Excerpted records: Begin

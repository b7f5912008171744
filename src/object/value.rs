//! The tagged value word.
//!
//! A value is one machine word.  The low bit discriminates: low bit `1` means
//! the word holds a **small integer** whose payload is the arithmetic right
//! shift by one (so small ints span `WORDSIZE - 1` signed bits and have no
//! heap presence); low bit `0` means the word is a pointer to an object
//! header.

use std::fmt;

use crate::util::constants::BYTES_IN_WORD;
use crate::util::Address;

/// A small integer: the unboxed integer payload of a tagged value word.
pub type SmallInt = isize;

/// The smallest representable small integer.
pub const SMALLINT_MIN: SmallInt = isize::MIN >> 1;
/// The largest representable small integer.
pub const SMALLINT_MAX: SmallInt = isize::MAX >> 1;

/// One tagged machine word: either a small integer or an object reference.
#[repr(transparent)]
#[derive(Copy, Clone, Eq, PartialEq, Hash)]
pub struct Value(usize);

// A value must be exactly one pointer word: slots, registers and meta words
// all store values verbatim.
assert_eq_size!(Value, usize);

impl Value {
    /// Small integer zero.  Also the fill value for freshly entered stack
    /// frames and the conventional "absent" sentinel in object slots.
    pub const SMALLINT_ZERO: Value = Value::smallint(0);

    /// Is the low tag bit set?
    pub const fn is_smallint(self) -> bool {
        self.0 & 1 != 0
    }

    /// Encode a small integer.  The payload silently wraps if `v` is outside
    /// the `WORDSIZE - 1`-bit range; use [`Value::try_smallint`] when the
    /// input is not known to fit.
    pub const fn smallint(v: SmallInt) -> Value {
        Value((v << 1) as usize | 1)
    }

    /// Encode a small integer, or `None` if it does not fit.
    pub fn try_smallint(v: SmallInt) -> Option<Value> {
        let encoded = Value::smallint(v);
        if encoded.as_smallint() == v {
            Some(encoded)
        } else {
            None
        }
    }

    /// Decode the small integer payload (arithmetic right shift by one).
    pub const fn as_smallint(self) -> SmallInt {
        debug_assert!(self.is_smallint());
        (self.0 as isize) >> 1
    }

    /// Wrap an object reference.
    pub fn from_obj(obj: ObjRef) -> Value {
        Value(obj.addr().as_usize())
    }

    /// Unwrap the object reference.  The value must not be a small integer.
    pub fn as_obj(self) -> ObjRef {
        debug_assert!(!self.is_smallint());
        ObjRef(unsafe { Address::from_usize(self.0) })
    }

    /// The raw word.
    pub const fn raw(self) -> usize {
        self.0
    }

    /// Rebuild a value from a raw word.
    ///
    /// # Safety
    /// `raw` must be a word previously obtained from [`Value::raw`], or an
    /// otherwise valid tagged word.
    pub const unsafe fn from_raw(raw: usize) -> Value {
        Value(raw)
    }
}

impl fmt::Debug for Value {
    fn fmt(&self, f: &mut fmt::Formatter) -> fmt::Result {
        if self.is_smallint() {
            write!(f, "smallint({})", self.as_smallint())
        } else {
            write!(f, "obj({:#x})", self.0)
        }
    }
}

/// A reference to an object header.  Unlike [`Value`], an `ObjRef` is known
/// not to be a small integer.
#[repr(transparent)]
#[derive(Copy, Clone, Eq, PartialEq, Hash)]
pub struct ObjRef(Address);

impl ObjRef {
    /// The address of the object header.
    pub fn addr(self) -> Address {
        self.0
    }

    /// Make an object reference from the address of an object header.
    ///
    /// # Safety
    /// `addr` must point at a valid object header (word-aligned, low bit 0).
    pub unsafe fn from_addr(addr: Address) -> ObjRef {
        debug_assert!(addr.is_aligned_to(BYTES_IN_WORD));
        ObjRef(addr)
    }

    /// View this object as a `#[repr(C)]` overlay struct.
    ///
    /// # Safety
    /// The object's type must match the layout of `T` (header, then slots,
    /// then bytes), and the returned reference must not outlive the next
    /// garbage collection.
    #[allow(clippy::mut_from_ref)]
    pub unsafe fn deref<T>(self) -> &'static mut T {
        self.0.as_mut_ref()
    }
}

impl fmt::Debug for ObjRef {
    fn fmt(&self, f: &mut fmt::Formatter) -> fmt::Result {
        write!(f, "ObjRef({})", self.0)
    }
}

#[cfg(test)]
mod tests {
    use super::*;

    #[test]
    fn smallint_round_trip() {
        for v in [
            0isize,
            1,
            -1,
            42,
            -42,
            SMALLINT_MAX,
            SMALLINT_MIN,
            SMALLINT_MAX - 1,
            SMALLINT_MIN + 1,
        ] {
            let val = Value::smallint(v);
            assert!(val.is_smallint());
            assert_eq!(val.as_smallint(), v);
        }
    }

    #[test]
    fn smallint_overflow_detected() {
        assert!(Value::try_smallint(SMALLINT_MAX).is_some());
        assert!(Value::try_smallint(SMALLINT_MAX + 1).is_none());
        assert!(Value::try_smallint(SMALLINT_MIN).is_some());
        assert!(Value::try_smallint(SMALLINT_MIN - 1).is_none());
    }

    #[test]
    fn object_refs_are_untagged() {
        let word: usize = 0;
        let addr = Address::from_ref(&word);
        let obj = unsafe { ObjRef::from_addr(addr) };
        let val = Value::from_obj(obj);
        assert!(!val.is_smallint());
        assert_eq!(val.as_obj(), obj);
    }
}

Excerpted records: End
Excerpted records: Begin

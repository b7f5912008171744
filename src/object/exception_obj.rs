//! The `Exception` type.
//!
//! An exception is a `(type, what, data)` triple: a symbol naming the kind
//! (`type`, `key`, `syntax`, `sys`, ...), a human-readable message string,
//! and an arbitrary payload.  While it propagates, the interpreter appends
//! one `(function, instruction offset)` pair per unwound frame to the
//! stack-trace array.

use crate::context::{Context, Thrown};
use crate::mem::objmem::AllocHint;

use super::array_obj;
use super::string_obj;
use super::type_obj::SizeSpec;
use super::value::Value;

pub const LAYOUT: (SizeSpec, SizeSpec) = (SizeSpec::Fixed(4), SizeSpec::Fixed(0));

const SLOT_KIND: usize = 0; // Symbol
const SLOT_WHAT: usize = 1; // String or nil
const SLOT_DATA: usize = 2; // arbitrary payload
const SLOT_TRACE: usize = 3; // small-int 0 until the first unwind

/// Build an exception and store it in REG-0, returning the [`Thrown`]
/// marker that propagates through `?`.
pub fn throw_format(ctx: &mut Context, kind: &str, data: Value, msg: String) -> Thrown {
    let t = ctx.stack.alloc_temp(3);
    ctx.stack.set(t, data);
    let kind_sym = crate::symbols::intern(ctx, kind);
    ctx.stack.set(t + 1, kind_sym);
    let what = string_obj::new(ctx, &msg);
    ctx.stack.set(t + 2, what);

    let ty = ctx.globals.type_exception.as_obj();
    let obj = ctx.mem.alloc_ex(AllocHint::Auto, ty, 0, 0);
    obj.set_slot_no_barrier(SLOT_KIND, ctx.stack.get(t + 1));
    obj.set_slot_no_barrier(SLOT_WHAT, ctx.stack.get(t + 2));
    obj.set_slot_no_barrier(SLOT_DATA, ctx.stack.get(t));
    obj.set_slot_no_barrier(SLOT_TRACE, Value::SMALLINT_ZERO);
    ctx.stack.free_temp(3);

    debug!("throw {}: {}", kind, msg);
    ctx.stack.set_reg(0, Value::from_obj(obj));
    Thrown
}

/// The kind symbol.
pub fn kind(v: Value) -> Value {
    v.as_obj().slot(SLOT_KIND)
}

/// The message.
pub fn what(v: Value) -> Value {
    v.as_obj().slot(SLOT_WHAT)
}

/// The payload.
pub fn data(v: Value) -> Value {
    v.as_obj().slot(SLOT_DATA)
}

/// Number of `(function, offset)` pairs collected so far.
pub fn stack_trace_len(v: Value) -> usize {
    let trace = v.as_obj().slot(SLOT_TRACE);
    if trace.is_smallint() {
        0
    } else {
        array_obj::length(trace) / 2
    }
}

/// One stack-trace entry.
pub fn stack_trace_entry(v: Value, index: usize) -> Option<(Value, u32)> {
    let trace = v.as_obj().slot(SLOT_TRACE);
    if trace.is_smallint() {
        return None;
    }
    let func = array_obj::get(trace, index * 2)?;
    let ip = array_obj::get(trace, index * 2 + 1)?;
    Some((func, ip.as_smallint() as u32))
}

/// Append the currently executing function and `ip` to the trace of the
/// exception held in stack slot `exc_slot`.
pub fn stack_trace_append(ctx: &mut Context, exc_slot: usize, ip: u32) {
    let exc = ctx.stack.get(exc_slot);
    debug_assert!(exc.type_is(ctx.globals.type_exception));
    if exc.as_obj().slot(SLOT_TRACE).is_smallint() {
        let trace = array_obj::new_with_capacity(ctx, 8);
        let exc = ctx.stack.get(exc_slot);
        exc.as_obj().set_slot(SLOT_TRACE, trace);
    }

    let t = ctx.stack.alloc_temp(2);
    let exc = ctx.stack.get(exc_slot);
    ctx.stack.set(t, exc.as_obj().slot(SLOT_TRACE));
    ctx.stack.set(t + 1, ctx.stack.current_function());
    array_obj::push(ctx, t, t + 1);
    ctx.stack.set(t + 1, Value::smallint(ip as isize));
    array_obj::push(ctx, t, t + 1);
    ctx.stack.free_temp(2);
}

Excerpted records: End

The range runs from the line above containing "and have no" to the line containing "pub fn from_obj(obj: ObjRef)", inclusive. Restate those lines word for word and no others.

_Problem solution_
//! shift by one (so small ints span `WORDSIZE - 1` signed bits and have no
//! heap presence); low bit `0` means the word is a pointer to an object
//! header.

use std::fmt;

use crate::util::constants::BYTES_IN_WORD;
use crate::util::Address;

/// A small integer: the unboxed integer payload of a tagged value word.
pub type SmallInt = isize;

/// The smallest representable small integer.
pub const SMALLINT_MIN: SmallInt = isize::MIN >> 1;
/// The largest representable small integer.
pub const SMALLINT_MAX: SmallInt = isize::MAX >> 1;

/// One tagged machine word: either a small integer or an object reference.
#[repr(transparent)]
#[derive(Copy, Clone, Eq, PartialEq, Hash)]
pub struct Value(usize);

// A value must be exactly one pointer word: slots, registers and meta words
// all store values verbatim.
assert_eq_size!(Value, usize);

impl Value {
    /// Small integer zero.  Also the fill value for freshly entered stack
    /// frames and the conventional "absent" sentinel in object slots.
    pub const SMALLINT_ZERO: Value = Value::smallint(0);

    /// Is the low tag bit set?
    pub const fn is_smallint(self) -> bool {
        self.0 & 1 != 0
    }

    /// Encode a small integer.  The payload silently wraps if `v` is outside
    /// the `WORDSIZE - 1`-bit range; use [`Value::try_smallint`] when the
    /// input is not known to fit.
    pub const fn smallint(v: SmallInt) -> Value {
        Value((v << 1) as usize | 1)
    }

    /// Encode a small integer, or `None` if it does not fit.
    pub fn try_smallint(v: SmallInt) -> Option<Value> {
        let encoded = Value::smallint(v);
        if encoded.as_smallint() == v {
            Some(encoded)
        } else {
            None
        }
    }

    /// Decode the small integer payload (arithmetic right shift by one).
    pub const fn as_smallint(self) -> SmallInt {
        debug_assert!(self.is_smallint());
        (self.0 as isize) >> 1
    }

    /// Wrap an object reference.
    pub fn from_obj(obj: ObjRef) -> Value {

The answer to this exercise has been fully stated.